Abstract: FR-PO635
Lytic Lesions in A Dialysis Patient: It’s Not Always Cancer
Session Information
- Trainee Case Reports - IV
October 26, 2018 | Location: Exhibit Hall, San Diego Convention Center
Abstract Time: 10:00 AM - 12:00 PM
Category: Trainee Case Reports
- 402 Bone and Mineral Metabolism: Clinical
Authors
- Gutgarts, Victoria, Memorial Sloan Kettering Cancer Center, New York, New York, United States
- Epstein, David L., The Rogosin Institute, New York, New York, United States
- Agaram, Narasimhan P., Memorial Sloan Kettering Cancer Center, New York, New York, United States
- Barker, Juliet N., Memorial Sloan Kettering Cancer Center, New York, New York, United States
- Jaffer Sathick, Insara, Memorial Sloan Kettering Cancer Center, New York, New York, United States
Introduction
Secondary hyperparathyroidism is a known complicaiton of end stage renal disease (ESRD). Increased production of parathyroid hormone (PTH) leads to excess osteoclast activity and fibroblast proliferation.
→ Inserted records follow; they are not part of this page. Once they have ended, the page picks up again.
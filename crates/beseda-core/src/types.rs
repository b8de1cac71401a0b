use serde::{Deserialize, Serialize};

/// Language classification for a run of text.
///
/// Russian is the tutoring target language, English the conversational one.
#[derive(Debug, Clone, Copy, PartialEq, Eq, Hash, Serialize, Deserialize)]
#[serde(rename_all = "snake_case")]
pub enum LanguageTag {
    Russian,
    English,
}

impl LanguageTag {
    /// BCP-47 locale tag used for voice matching.
    pub fn locale(&self) -> &'static str {
        match self {
            Self::Russian => "ru-RU",
            Self::English => "en-US",
        }
    }

    /// Language code prefix ("ru" / "en").
    pub fn code(&self) -> &'static str {
        match self {
            Self::Russian => "ru",
            Self::English => "en",
        }
    }
}

/// A maximal substring of one language classification.
///
/// Concatenating the `text` of all runs produced from one input reproduces
/// the cleaned input exactly.
#[derive(Debug, Clone, PartialEq, Eq, Serialize, Deserialize)]
pub struct Run {
    pub language: LanguageTag,
    pub text: String,
}

impl Run {
    pub fn new(language: LanguageTag, text: impl Into<String>) -> Self {
        Self {
            language,
            text: text.into(),
        }
    }
}

/// A single grammar/word-choice correction inside a tutor reply.
#[derive(Debug, Clone, PartialEq, Eq, Serialize, Deserialize)]
pub struct Correction {
    pub original: String,
    pub corrected: String,
    pub explanation: String,
}

/// Vocabulary tip attached to a tutor reply.
#[derive(Debug, Clone, PartialEq, Eq, Serialize, Deserialize)]
pub struct VocabularyTip {
    pub word: String,
    pub definition: String,
    #[serde(default)]
    pub examples: Vec<String>,
}

/// Pronunciation tip attached to a tutor reply.
#[derive(Debug, Clone, PartialEq, Eq, Serialize, Deserialize)]
pub struct PronunciationTip {
    pub word: String,
    pub phonetic: String,
    pub tip: String,
}

/// One structured tutor turn, extracted from an LLM completion.
///
/// `reply` and `follow_up` are always present — extraction substitutes
/// defaults when the completion is malformed. Optional fields are present
/// only when the completion supplied them non-empty.
#[derive(Debug, Clone, PartialEq, Eq, Serialize, Deserialize)]
#[serde(rename_all = "camelCase")]
pub struct TutorReply {
    pub reply: String,
    #[serde(skip_serializing_if = "Option::is_none")]
    pub corrections: Option<Vec<Correction>>,
    #[serde(skip_serializing_if = "Option::is_none")]
    pub vocabulary_tip: Option<VocabularyTip>,
    #[serde(skip_serializing_if = "Option::is_none")]
    pub pronunciation_tip: Option<PronunciationTip>,
    pub follow_up: String,
}

/// Dictionary-style card for a single word.
///
/// Fields default to empty strings/lists rather than being absent, so
/// display code never branches on presence.
#[derive(Debug, Clone, Default, PartialEq, Eq, Serialize, Deserialize)]
pub struct WordLookup {
    pub phonetic: String,
    #[serde(default)]
    pub examples: Vec<String>,
    pub translation: String,
}
//! System prompt builders for the tutoring persona.

use serde::{Deserialize, Serialize};

/// Self-reported proficiency, used to tune how much Russian the tutor mixes
/// into its replies.
#[derive(Debug, Clone, Copy, Default, PartialEq, Eq, Serialize, Deserialize)]
#[serde(rename_all = "snake_case")]
pub enum StudentLevel {
    #[default]
    Beginner,
    Intermediate,
    Advanced,
}

impl StudentLevel {
    fn guidance(&self) -> &'static str {
        match self {
            Self::Beginner => {
                "Use mostly English with short, simple Russian phrases. \
                 Add a transliteration in parentheses after each Russian phrase."
            }
            Self::Intermediate => {
                "Mix Russian and English roughly evenly. Introduce new vocabulary \
                 in context and correct recurring mistakes."
            }
            Self::Advanced => {
                "Reply mostly in Russian, switching to English only to explain \
                 subtle grammar points."
            }
        }
    }
}

/// Build the system prompt for a tutoring conversation.
pub fn build_tutor_system_prompt(level: StudentLevel) -> String {
    format!(
        "You are a friendly Russian language tutor having a spoken conversation \
         with a student. {guidance}\n\n\
         Respond with a single JSON object, no surrounding prose:\n\
         {{\n\
           \"reply\": \"your conversational reply, mixing Russian and English\",\n\
           \"corrections\": [{{\"original\": \"...\", \"corrected\": \"...\", \"explanation\": \"...\"}}],\n\
           \"vocabularyTip\": {{\"word\": \"...\", \"definition\": \"...\", \"examples\": [\"...\"]}},\n\
           \"pronunciationTip\": {{\"word\": \"...\", \"phonetic\": \"...\", \"tip\": \"...\"}},\n\
           \"followUp\": \"a question that keeps the conversation going\"\n\
         }}\n\n\
         \"reply\" and \"followUp\" are required. Include \"corrections\" only when \
         the student actually made a mistake; include the tips only when genuinely \
         useful for this turn.",
        guidance = level.guidance()
    )
}

/// Build the one-shot prompt for a word lookup.
pub fn build_lookup_prompt(word: &str) -> String {
    format!(
        "Give a dictionary card for the Russian word \"{word}\". Respond with a \
         single JSON object, no surrounding prose:\n\
         {{\"phonetic\": \"IPA transcription\", \"examples\": [\"two or three short \
         example sentences in Russian\"], \"translation\": \"English translation\"}}"
    )
}
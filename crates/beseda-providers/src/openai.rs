//! OpenAI Chat Completions API client.
//!
//! Also serves OpenRouter, Ollama, and other OpenAI-compatible endpoints.

use async_trait::async_trait;
use serde::Deserialize;
use serde_json::json;
use tracing::debug;

use beseda_core::config::ModelConfig;

use crate::{ChatMessage, CompletionRequest, LlmClient};

const OPENAI_BASE_URL: &str = "https://api.openai.com";
const OPENROUTER_BASE_URL: &str = "https://openrouter.ai/api";
const OLLAMA_BASE_URL: &str = "http://localhost:11434";

pub struct OpenAiClient {
    base_url: String,
    api_key: Option<String>,
    provider_id: String,
    client: reqwest::Client,
}

impl OpenAiClient {
    pub fn new(provider_id: &str, base_url: &str, api_key: Option<String>) -> Self {
        Self {
            base_url: base_url.trim_end_matches('/').to_string(),
            api_key,
            provider_id: provider_id.to_string(),
            client: reqwest::Client::new(),
        }
    }

    /// Build a client from config; the base URL falls back per provider id.
    pub fn from_config(config: &ModelConfig) -> Self {
        let base_url = config.base_url.as_deref().unwrap_or(match config.provider.as_str() {
            "openrouter" => OPENROUTER_BASE_URL,
            "ollama" => OLLAMA_BASE_URL,
            _ => OPENAI_BASE_URL,
        });
        Self::new(&config.provider, base_url, config.resolve_api_key())
    }
}

#[derive(Debug, Deserialize)]
struct ChatCompletionResponse {
    #[serde(default)]
    choices: Vec<Choice>,
}

#[derive(Debug, Deserialize)]
struct Choice {
    message: ResponseMessage,
}

#[derive(Debug, Default, Deserialize)]
struct ResponseMessage {
    #[serde(default)]
    content: Option<String>,
}

fn build_body(request: &CompletionRequest) -> serde_json::Value {
    let messages: Vec<serde_json::Value> = request
        .messages
        .iter()
        .map(|ChatMessage { role, content }| json!({ "role": role, "content": content }))
        .collect();

    let mut body = json!({
        "model": request.model,
        "messages": messages,
        "max_tokens": request.max_tokens,
    });
    if let Some(temperature) = request.temperature {
        body["temperature"] = json!(temperature);
    }
    body
}

#[async_trait]
impl LlmClient for OpenAiClient {
    fn id(&self) -> &str {
        &self.provider_id
    }

    async fn complete(&self, request: &CompletionRequest) -> anyhow::Result<String> {
        let url = format!("{}/v1/chat/completions", self.base_url);
        debug!(provider = %self.provider_id, model = %request.model, "requesting completion");

        let mut http = self.client.post(&url).json(&build_body(request));
        if let Some(key) = &self.api_key {
            http = http.bearer_auth(key);
        }

        let resp = http.send().await?;
        if !resp.status().is_success() {
            let status = resp.status();
            let body = resp.text().await.unwrap_or_default();
            anyhow::bail!("LLM API error {status}: {body}");
        }

        let parsed: ChatCompletionResponse = resp.json().await?;
        let text = parsed
            .choices
            .into_iter()
            .next()
            .and_then(|c| c.message.content)
            .ok_or_else(|| anyhow::anyhow!("completion response contained no text"))?;

        Ok(text)
    }
}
In severe cases, patients are at risk of developing bone lesions called brown tumors.
Case Description
A 31 year old female with history of Hodgkins lymphoma treated with umbilical cord transplant and ESRD due to hypertension on dialysis for six years, presented for kidney transplant evaluation. She had no systemic complaints and an unremarkable physical exam. Laboratory values were significant for elevated PTH 1874 pg/ml. As part of her transplant evaluation, she underwent CT scan showing multiple bony lesions concerning for malignancy. PET scan confirmed FDG avid lytic lesions (Figure 1a). Biopsy of the right iliac crest (Figure 1b) revealed a giant cell rich lesion with osteoclasts and hemosiderin pigment deposition. Despite being medically managed with cinacalcet and doxercalciferol, the patient developed diffuse lytic bone lesions consistent with brown tumor of hyperparathyroidism.
Discussion
Brown tumor is a rare finding in ESRD patients and has an estimated incidence of 1.7 %. Clinically, they can be silent unless there is compression of surrounding structures. CT or PET imaging reveals the lesions, but histopathology is necessary to identify the giant cell granulomas with brown colored hemosiderin deposits from which the tumor gets its name from. Treatment begins with pharmacologic therapy to lower PTH, but can be ineffective, and parathyroidectomy and evaluation for kidney transplantation should be considered. This case underlines the importance of recognizing Brown tumor as a complication and important differential diagnosis of a patient with imaging showing lytic lesions. Prevention and early diagnosis are essential to reduce the prevalence of high turnover bone disease.